If you have any questions or concerns feel free to get in touch with me on LinkedIn.
- Question Title | Difficulty | Company Question is From | Date Completed
- Question
- Code Answer
- Number of Tries
- Lessons learned, new skills practiced, and notable failures
- LinkedIn posts about respective question, if applicable
- Well Paid Employees | Easy | FAANG | 10/15/2024
- Discontinued Question due to Paywall - LinkedIn Power Creators (Part 1) | Easy | LinkedIn | 11/10/2022
- Laptop Vs Mobile Viewership | Easy | New York Times | 10/17/2022
- Data Science Skills | Easy | LinkedIn | 10/12/2022
- Pages with No Likes | Easy | Facebook | 9/13/2022
- Cities with Completed Trades | Easy | Robinhood | 9/12/2022
Note: Questions ordered by most recent date.

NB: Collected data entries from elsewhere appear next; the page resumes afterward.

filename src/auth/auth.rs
use crate::api::request_log::RequestId;
use crate::api::response::ApiError;
use crate::model::role::Role;
use crate::models::Claims;
use crate::service::Actor;
use actix_web::{FromRequest, HttpMessage, HttpRequest, dev::Payload};
use futures::future::{Ready, ready};

#[derive(Debug, Clone)]
pub struct AuthUser {
    pub user_id: u64,
    pub username: String,
    pub role: Role,
}

impl TryFrom<Claims> for AuthUser {
    type Error = ApiError;

    fn try_from(claims: Claims) -> Result<Self, Self::Error> {
        let role = Role::from_id(claims.role)
            .ok_or_else(|| ApiError::Unauthorized("invalid role".to_string()))?;
        Ok(AuthUser {
            user_id: claims.user_id,
            username: claims.sub,
            role,
        })
    }
}

/// Pulls the bearer token out of an `Authorization` header value.
pub fn bearer_token(header: Option<&str>) -> Result<&str, ApiError> {
    let header = header.ok_or_else(|| ApiError::Unauthorized("missing token".to_string()))?;
    header
        .strip_prefix("Bearer ")
        .ok_or_else(|| ApiError::Unauthorized("invalid authorization format".to_string()))
}

/// Reads the caller stored by the auth middleware. Handlers taking an
/// `AuthUser` must sit behind that middleware.
impl FromRequest for AuthUser {
    type Error = actix_web::Error;
    type Future = Ready<Result<Self, Self::Error>>;

    fn from_request(req: &HttpRequest, _: &mut Payload) -> Self::Future {
        ready(
            req.extensions()
                .get::<AuthUser>()
                .cloned()
                .ok_or_else(|| ApiError::Internal.into()),
        )
    }
}

impl AuthUser {
    pub fn require_admin(&self) -> Result<(), ApiError> {
        if self.role == Role::Admin {
            Ok(())
        } else {
            Err(ApiError::Forbidden("only admin can perform this action"))
        }
    }

    pub fn require_employee(&self) -> Result<(), ApiError> {
        if self.role == Role::Employee {
            Ok(())
        } else {
            Err(ApiError::Forbidden("only employee can perform this action"))
        }
    }

    pub fn actor(&self, request_id: RequestId) -> Actor {
        Actor::new(self.user_id, request_id.0)
    }
}
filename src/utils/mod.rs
pub mod deadline;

- Question: Companies often perform salary analyses to ensure fair compensation practices. One useful analysis is to check if there are any employees earning more than their direct managers. As a HR Analyst, you're asked to identify all employees who earn more than their direct managers. The result should include the employee's ID and name.
- Number of Tries: 2
- Lessons Learned: Paying attention to the fields neccessary is the first lesson here (see the commented out salary field which was not required in my first attempt), but the second lesson here is in the join. The join here is doing most of the work because it effectively lines up the employee and manager pay for comparison. This one is simple, but it is still very important to the question.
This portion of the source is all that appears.